If you are badly scatterbrained, really badly scatterbrained, what systems have you put in place in order to combat your forgetfulness? How did you establish redundancy to make sure your planner or To-Do list was at the forefront of your brain at all times, if not the tasks you're supposed to get done themselves?
posted by anonymous to Grab Bag (16 answers total)
 
In the past I've made hundreds of to-do lists, only to find them a week later buried in my bag or ina drawer somewhere.

What works for me is if I find out I need to do something coming up - I immediately note it in an app on my phone. I then set a reminder with an alarm. Even my old "dumb- phone" had a section for notes with alarm options.

Also, in the past (which I should start doing when I get home - I'm going to note it in my phone as soon as I'm done with this reply) is to mark a wall calendar for things when bills are due.

So, basically, since you forget that google calendar exists - I think it may help to use an application on your pc or cell phone that has an alarm/email/pop-up notification/reminder.
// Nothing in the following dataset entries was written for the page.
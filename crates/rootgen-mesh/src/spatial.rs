//! Tolerance-based point lookup on a quantized grid.
//!
//! Coordinates are bucketed into cubic cells of edge `tolerance`; a query
//! probes its own cell and the 26 around it, so any stored point within
//! `tolerance` is found regardless of which side of a cell wall it fell on.

use std::collections::HashMap;

use rootgen_math::{Point3, Tolerance};

type CellKey = (i64, i64, i64);

/// Smallest cell edge, keeps the inverse finite.
const MIN_CELL: f64 = 1e-12;

/// A set of points with tolerance-based membership.
#[derive(Debug, Clone)]
pub struct PointSet {
    tolerance: Tolerance,
    inv_cell: f64,
    cells: HashMap<CellKey, Vec<u32>>,
    points: Vec<Point3>,
}

impl PointSet {
    /// Create an empty set matching points within `tolerance` of each other.
    pub fn new(tolerance: f64) -> Self {
        let cell = if tolerance.is_finite() {
            tolerance.max(MIN_CELL)
        } else {
            1e-5
        };
        Self {
            tolerance: Tolerance::with_linear(cell),
            inv_cell: 1.0 / cell,
            cells: HashMap::new(),
            points: Vec::new(),
        }
    }

    /// Build a set holding every point of `points`, duplicates included.
    pub fn from_points<'a>(points: impl IntoIterator<Item = &'a Point3>, tolerance: f64) -> Self {
        let mut set = Self::new(tolerance);
        for p in points {
            set.insert(*p);
        }
        set
    }

    /// Number of stored points.
    pub fn len(&self) -> usize {
        self.points.len()
    }

    /// True when no point is stored.
    pub fn is_empty(&self) -> bool {
        self.points.is_empty()
    }

    /// Stored points in insertion order.
    pub fn points(&self) -> &[Point3] {
        &self.points
    }

    /// Store `p` unconditionally and return its id.
    pub fn insert(&mut self, p: Point3) -> u32 {
        let id = self.points.len() as u32;
        self.cells.entry(self.key(&p)).or_default().push(id);
        self.points.push(p);
        id
    }

    /// Return the id of a stored point within tolerance of `p`, storing `p`
    /// first when there is none. The flag is true when `p` was new.
    pub fn insert_unique(&mut self, p: Point3) -> (u32, bool) {
        match self.find(&p) {
            Some(id) => (id, false),
            None => (self.insert(p), true),
        }
    }

    /// Id of the nearest stored point within tolerance of `p`.
    pub fn find(&self, p: &Point3) -> Option<u32> {
        let (kx, ky, kz) = self.key(p);
        let mut best: Option<(u32, f64)> = None;
        for dx in -1..=1 {
            for dy in -1..=1 {
                for dz in -1..=1 {
                    let Some(bucket) = self.cells.get(&(
                        kx.saturating_add(dx),
                        ky.saturating_add(dy),
                        kz.saturating_add(dz),
                    )) else {
                        continue;
                    };
                    for &id in bucket {
                        let q = &self.points[id as usize];
                        if !self.tolerance.points_equal(q, p) {
                            continue;
                        }
                        let d2 = (q - p).norm_squared();
                        if best.map_or(true, |(_, b)| d2 < b) {
                            best = Some((id, d2));
                        }
                    }
                }
            }
        }
        best.map(|(id, _)| id)
    }

    /// The matching tolerance.
    pub fn tolerance(&self) -> Tolerance {
        self.tolerance
    }

    /// True when a stored point lies within tolerance of `p`.
    pub fn contains(&self, p: &Point3) -> bool {
        self.find(p).is_some()
    }

    fn key(&self, p: &Point3) -> CellKey {
        // float-to-int casts saturate, NaN lands in cell 0
        (
            (p.x * self.inv_cell).floor() as i64,
            (p.y * self.inv_cell).floor() as i64,
            (p.z * self.inv_cell).floor() as i64,
        )
    }
}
There was a year or so, that I wore this cool little notepad around my neck that I constantly wrote in - but I realize that's not for everyone.
posted by KogeLiz at 8:40 AM on August 9, 2010


RememberTheMilk.com. Set it as your homepage in all your browsers.
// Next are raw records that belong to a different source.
#![warn(missing_docs)]

//! Math types for the rootgen pipeline.
//!
//! Thin wrappers around nalgebra providing the point, vector and transform
//! types used to place the synthesized root: landmark frames, cap circles
//! and rigid transforms, plus the tolerance constants shared by every
//! geometric comparison in the workspace.

use nalgebra::{Matrix4, Unit, Vector3, Vector4};
use std::f64::consts::PI;

/// A point in 3D space.
pub type Point3 = nalgebra::Point3<f64>;

/// A vector in 3D space.
pub type Vec3 = Vector3<f64>;

/// A unit (normalized) direction vector in 3D space.
pub type Dir3 = Unit<Vector3<f64>>;

/// A 4x4 affine transformation matrix.
#[derive(Debug, Clone, PartialEq)]
pub struct Transform {
    /// The underlying 4x4 matrix.
    pub matrix: Matrix4<f64>,
}

impl Transform {
    /// Identity transform.
    pub fn identity() -> Self {
        Self {
            matrix: Matrix4::identity(),
        }
    }

    /// Translation by `(dx, dy, dz)`.
    pub fn translation(dx: f64, dy: f64, dz: f64) -> Self {
        let mut m = Matrix4::identity();
        m[(0, 3)] = dx;
        m[(1, 3)] = dy;
        m[(2, 3)] = dz;
        Self { matrix: m }
    }

    /// Translation by a vector.
    pub fn translation_by(offset: &Vec3) -> Self {
        Self::translation(offset.x, offset.y, offset.z)
    }

    /// Rotation about the X axis by `angle` radians.
    pub fn rotation_x(angle: f64) -> Self {
        let (s, c) = angle.sin_cos();
        let mut m = Matrix4::identity();
        m[(1, 1)] = c;
        m[(1, 2)] = -s;
        m[(2, 1)] = s;
        m[(2, 2)] = c;
        Self { matrix: m }
    }

    /// Rotation about an arbitrary axis through the origin by `angle` radians.
    ///
    /// Uses Rodrigues' rotation formula.
    pub fn rotation_about_axis(axis: &Dir3, angle: f64) -> Self {
        let (s, c) = angle.sin_cos();
        let t = 1.0 - c;
        let (x, y, z) = (axis.as_ref().x, axis.as_ref().y, axis.as_ref().z);
        let mut m = Matrix4::identity();
        m[(0, 0)] = t * x * x + c;
        m[(0, 1)] = t * x * y - s * z;
        m[(0, 2)] = t * x * z + s * y;
        m[(1, 0)] = t * x * y + s * z;
        m[(1, 1)] = t * y * y + c;
        m[(1, 2)] = t * y * z - s * x;
        m[(2, 0)] = t * x * z - s * y;
        m[(2, 1)] = t * y * z + s * x;
        m[(2, 2)] = t * z * z + c;
        Self { matrix: m }
    }

    /// Rotation taking the local +Z axis onto `dir`.
    ///
    /// Rotates by `acos(dir.z)` about `(-dir.y, dir.x, 0)`. That axis
    /// vanishes when `dir` is parallel to Z, so +Z maps to the identity and
    /// -Z to a half-turn about X.
    pub fn rotate_z_onto(dir: &Dir3) -> Self {
        let d = dir.as_ref();
        let angle = d.z.clamp(-1.0, 1.0).acos();
        let rot_axis = Vec3::new(-d.y, d.x, 0.0);
        if rot_axis.norm() < Tolerance::DEFAULT.angular {
            if d.z > 0.0 {
                Self::identity()
            } else {
                Self::rotation_x(PI)
            }
        } else {
            Self::rotation_about_axis(&Dir3::new_normalize(rot_axis), angle)
        }
    }

    /// Compose: `self` then `other` (self * other).
    ///
    /// Applying the result to a point applies `other` first.
    pub fn then(&self, other: &Transform) -> Self {
        Self {
            matrix: self.matrix * other.matrix,
        }
    }

    /// Transform a point.
    pub fn apply_point(&self, p: &Point3) -> Point3 {
        let v = self.matrix * Vector4::new(p.x, p.y, p.z, 1.0);
        Point3::new(v.x, v.y, v.z)
    }

    /// Transform a direction vector (ignores translation, applies rotation/scale).
    pub fn apply_vec(&self, v: &Vec3) -> Vec3 {
        let r = self.matrix * Vector4::new(v.x, v.y, v.z, 0.0);
        Vec3::new(r.x, r.y, r.z)
    }
}

impl Default for Transform {
    fn default() -> Self {
        Self::identity()
    }
}

/// Signed length of the projection of `a` onto `b`: `a·b / |b|`.
///
/// Returns `None` when `b` has zero length.
pub fn scalar_projection(a: &Vec3, b: &Vec3) -> Option<f64> {
    let len = b.norm();
    if len == 0.0 {
        None
    } else {
        Some(a.dot(b) / len)
    }
}

/// Centroid of a set of points, `None` for an empty set.
pub fn centroid(points: &[Point3]) -> Option<Point3> {
    if points.is_empty() {
        return None;
    }
    let sum = points.iter().fold(Vec3::zeros(), |acc, p| acc + p.coords);
    Some(Point3::from(sum / points.len() as f64))
}

/// Tolerance constants for geometric comparisons.
#[derive(Debug, Clone, Copy, PartialEq)]
pub struct Tolerance {
    /// Linear distance tolerance in mm.
    pub linear: f64,
    /// Angular tolerance in radians.
    pub angular: f64,
}

impl Tolerance {
    /// Default tolerances (1e-6 mm linear, 1e-9 rad angular).
    pub const DEFAULT: Self = Self {
        linear: 1e-6,
        angular: 1e-9,
    };

    /// Default angular tolerance with the given linear tolerance.
    pub fn with_linear(linear: f64) -> Self {
        Self {
            linear,
            ..Self::DEFAULT
        }
    }

    /// Check if two points are coincident within tolerance.
    pub fn points_equal(&self, a: &Point3, b: &Point3) -> bool {
        (a - b).norm_squared() <= self.linear * self.linear
    }

    /// Check if a scalar distance is effectively zero.
    pub fn is_zero(&self, d: f64) -> bool {
        d.abs() <= self.linear
    }
}

impl Default for Tolerance {
    fn default() -> Self {
        Self::DEFAULT
    }
}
If you go "pro" for $25/year, you can also get a smartphone app if you have a compatible phone (iPhone, Android, etc.)
posted by aheckler at 8:41 AM on August 9, 2010 [1 favorite]


A lot of task management approaches emphasize the idea of a single repository for this sort of thing. Everything you need to do is in one place. Keeping multiple todo lists in sync is a tremendous overhead, both practically (although doubtless people will have software suggestions that address this) but, more importantly, cognitively. Multiple "redundant" views of the same list would only stress me out. Unless you can 100% trust that every todo list you look at or edit is in sync with every other, you will subconsciously (or even consciously) stress about whether they are in sync, and stress leads to analysis paralysis. And seeing your todo list too often does the same. Concentrate on getting a system in which their is only one point of entry for your tasks.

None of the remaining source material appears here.